*** Opening of Listed entries ***

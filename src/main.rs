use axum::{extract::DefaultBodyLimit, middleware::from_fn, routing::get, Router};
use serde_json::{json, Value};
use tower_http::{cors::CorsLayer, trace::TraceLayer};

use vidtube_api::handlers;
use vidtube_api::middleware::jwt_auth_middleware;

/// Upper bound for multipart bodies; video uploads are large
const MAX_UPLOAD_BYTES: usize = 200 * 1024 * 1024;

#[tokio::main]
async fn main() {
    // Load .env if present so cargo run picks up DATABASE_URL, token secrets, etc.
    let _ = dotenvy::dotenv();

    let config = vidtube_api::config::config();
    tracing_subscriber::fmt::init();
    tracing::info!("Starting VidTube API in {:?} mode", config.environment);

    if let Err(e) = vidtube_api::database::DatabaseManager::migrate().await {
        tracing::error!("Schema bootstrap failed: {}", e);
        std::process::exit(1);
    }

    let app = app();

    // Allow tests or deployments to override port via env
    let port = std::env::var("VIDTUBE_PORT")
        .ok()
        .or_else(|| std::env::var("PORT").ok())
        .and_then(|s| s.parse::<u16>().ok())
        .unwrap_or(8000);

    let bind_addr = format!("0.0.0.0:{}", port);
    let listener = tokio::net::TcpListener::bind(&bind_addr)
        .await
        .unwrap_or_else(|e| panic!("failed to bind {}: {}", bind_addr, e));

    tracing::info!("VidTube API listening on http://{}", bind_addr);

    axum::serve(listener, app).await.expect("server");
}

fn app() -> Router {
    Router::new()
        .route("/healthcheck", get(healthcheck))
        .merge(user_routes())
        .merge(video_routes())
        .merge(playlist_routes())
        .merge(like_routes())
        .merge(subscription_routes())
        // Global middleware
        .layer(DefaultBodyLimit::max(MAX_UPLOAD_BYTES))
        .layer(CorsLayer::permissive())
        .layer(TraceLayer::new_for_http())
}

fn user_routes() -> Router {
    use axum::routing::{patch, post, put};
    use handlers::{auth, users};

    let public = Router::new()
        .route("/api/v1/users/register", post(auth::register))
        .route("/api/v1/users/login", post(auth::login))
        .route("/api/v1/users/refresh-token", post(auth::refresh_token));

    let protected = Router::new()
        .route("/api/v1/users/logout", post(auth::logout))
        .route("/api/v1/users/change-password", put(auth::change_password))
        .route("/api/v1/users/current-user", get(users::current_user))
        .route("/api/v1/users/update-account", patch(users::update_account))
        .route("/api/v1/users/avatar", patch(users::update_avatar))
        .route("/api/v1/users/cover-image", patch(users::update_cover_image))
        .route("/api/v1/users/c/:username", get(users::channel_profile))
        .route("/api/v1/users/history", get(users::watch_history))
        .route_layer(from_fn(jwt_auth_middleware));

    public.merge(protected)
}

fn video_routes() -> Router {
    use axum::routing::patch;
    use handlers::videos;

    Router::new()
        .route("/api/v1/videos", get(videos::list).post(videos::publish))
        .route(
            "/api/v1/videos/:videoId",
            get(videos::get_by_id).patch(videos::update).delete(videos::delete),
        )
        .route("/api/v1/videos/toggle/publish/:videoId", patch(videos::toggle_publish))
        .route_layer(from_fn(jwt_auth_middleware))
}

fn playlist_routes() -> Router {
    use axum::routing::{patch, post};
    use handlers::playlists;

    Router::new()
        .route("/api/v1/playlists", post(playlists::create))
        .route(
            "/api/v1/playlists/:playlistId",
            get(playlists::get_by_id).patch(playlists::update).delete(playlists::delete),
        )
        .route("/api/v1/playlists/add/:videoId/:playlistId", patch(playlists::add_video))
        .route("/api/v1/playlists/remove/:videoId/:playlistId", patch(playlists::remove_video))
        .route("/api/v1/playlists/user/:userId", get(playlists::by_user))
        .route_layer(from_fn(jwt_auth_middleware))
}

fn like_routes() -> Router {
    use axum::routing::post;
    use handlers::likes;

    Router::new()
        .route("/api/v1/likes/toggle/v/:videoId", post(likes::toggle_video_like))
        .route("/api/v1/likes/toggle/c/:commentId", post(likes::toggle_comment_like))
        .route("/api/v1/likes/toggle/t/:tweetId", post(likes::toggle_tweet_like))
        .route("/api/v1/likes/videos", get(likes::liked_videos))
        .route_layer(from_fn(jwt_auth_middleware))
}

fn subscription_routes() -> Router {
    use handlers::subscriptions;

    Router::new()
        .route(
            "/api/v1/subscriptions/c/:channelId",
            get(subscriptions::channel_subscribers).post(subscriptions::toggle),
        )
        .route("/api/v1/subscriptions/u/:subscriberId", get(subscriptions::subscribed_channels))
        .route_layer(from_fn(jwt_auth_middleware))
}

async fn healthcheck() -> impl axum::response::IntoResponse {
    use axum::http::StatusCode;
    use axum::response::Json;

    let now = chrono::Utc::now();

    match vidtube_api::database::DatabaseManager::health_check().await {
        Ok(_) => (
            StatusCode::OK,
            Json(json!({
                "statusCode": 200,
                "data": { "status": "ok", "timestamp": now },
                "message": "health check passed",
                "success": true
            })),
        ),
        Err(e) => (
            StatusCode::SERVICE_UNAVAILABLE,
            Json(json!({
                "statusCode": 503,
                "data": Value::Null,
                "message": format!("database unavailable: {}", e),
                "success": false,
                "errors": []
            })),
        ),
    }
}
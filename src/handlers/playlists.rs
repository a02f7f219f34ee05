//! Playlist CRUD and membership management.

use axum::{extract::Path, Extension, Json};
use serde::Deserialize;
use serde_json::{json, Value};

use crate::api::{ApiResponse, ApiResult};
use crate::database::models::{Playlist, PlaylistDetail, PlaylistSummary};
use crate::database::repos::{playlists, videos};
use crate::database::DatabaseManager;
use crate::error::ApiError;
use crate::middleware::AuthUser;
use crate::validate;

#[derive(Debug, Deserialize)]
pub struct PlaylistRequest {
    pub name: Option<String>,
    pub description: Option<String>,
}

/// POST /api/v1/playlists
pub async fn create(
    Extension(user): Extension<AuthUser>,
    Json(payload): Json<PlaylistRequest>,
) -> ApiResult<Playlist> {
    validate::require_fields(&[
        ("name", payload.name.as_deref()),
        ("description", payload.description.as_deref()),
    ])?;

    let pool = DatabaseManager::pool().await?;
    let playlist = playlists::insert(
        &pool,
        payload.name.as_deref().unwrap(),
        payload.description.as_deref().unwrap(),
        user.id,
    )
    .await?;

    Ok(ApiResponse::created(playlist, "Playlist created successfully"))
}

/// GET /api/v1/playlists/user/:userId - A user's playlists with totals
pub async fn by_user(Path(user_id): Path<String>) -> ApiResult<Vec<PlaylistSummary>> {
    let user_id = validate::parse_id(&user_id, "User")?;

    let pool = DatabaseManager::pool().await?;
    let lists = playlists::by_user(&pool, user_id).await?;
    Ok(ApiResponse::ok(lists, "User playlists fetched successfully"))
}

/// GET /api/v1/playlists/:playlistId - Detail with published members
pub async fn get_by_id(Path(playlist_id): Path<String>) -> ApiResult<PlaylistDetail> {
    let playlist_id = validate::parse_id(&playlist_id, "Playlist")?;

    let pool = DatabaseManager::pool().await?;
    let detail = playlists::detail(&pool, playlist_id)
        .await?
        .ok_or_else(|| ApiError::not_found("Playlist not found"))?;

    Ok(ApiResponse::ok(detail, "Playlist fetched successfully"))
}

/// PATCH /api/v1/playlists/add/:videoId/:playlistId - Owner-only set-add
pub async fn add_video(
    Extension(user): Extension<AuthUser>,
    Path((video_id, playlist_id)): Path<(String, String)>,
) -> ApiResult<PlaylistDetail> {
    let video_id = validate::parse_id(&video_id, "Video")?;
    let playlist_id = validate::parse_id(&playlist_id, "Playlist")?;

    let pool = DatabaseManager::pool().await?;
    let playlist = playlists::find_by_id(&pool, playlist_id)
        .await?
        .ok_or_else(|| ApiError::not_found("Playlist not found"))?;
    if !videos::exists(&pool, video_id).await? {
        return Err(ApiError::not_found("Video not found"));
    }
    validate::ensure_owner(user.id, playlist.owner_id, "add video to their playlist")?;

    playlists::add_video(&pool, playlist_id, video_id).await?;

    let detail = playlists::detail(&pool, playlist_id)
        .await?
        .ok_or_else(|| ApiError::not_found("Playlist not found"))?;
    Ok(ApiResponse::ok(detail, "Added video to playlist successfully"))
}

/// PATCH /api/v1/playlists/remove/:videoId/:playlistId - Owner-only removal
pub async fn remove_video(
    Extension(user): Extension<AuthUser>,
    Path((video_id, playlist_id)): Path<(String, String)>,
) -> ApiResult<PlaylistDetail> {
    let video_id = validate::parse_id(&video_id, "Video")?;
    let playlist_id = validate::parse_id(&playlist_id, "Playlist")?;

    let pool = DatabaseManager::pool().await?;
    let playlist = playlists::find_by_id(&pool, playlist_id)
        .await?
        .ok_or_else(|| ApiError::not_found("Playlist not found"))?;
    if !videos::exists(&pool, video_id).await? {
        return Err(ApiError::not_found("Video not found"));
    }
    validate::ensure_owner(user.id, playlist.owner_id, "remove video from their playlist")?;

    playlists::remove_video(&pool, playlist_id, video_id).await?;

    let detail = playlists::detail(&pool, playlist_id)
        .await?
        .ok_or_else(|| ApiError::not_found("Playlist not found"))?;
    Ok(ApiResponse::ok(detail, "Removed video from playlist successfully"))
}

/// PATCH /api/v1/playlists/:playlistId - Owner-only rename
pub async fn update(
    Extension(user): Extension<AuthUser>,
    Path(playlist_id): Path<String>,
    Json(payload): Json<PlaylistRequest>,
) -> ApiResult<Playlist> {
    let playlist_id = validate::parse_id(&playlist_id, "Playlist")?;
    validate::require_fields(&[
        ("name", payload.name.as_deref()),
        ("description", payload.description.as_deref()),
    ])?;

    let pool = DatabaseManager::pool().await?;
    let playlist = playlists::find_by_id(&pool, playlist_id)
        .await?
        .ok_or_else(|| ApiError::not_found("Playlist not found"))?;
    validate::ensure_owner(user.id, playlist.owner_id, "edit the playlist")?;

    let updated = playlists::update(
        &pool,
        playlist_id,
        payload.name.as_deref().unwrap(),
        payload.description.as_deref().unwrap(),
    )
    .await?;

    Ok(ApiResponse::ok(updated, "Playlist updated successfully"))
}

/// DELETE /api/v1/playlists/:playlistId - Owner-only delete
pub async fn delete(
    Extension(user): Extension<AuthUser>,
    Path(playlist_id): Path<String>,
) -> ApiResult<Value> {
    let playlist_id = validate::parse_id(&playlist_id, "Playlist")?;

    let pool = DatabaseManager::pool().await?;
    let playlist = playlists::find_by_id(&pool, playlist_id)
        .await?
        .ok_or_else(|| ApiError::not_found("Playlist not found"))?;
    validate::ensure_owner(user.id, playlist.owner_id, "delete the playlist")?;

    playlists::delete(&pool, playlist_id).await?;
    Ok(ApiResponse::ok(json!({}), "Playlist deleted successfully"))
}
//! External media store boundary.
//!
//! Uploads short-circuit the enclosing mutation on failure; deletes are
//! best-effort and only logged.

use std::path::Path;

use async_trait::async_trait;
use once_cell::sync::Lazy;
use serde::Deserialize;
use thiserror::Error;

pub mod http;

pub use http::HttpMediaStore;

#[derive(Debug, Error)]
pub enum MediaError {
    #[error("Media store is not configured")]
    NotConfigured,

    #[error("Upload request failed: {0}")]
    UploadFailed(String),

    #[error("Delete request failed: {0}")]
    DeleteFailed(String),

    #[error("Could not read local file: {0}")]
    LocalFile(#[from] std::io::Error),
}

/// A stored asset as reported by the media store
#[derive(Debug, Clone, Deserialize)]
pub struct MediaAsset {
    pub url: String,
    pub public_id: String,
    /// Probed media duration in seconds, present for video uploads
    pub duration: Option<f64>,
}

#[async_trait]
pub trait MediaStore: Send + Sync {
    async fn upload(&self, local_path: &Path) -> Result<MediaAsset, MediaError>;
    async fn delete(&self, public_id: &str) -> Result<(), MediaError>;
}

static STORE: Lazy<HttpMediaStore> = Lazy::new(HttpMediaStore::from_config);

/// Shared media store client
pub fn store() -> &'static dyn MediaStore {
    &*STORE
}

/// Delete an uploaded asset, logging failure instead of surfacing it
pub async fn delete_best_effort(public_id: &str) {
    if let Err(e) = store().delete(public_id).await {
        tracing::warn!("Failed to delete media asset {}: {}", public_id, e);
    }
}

*** Close of Listed entries ***

Please transcribe, exactly and with nothing added, the lines from the first line of the material above through the line that contains "async fn main()".

filename src/main.rs
use axum::{extract::DefaultBodyLimit, middleware::from_fn, routing::get, Router};
use serde_json::{json, Value};
use tower_http::{cors::CorsLayer, trace::TraceLayer};

use vidtube_api::handlers;
use vidtube_api::middleware::jwt_auth_middleware;

/// Upper bound for multipart bodies; video uploads are large
const MAX_UPLOAD_BYTES: usize = 200 * 1024 * 1024;

#[tokio::main]
async fn main() {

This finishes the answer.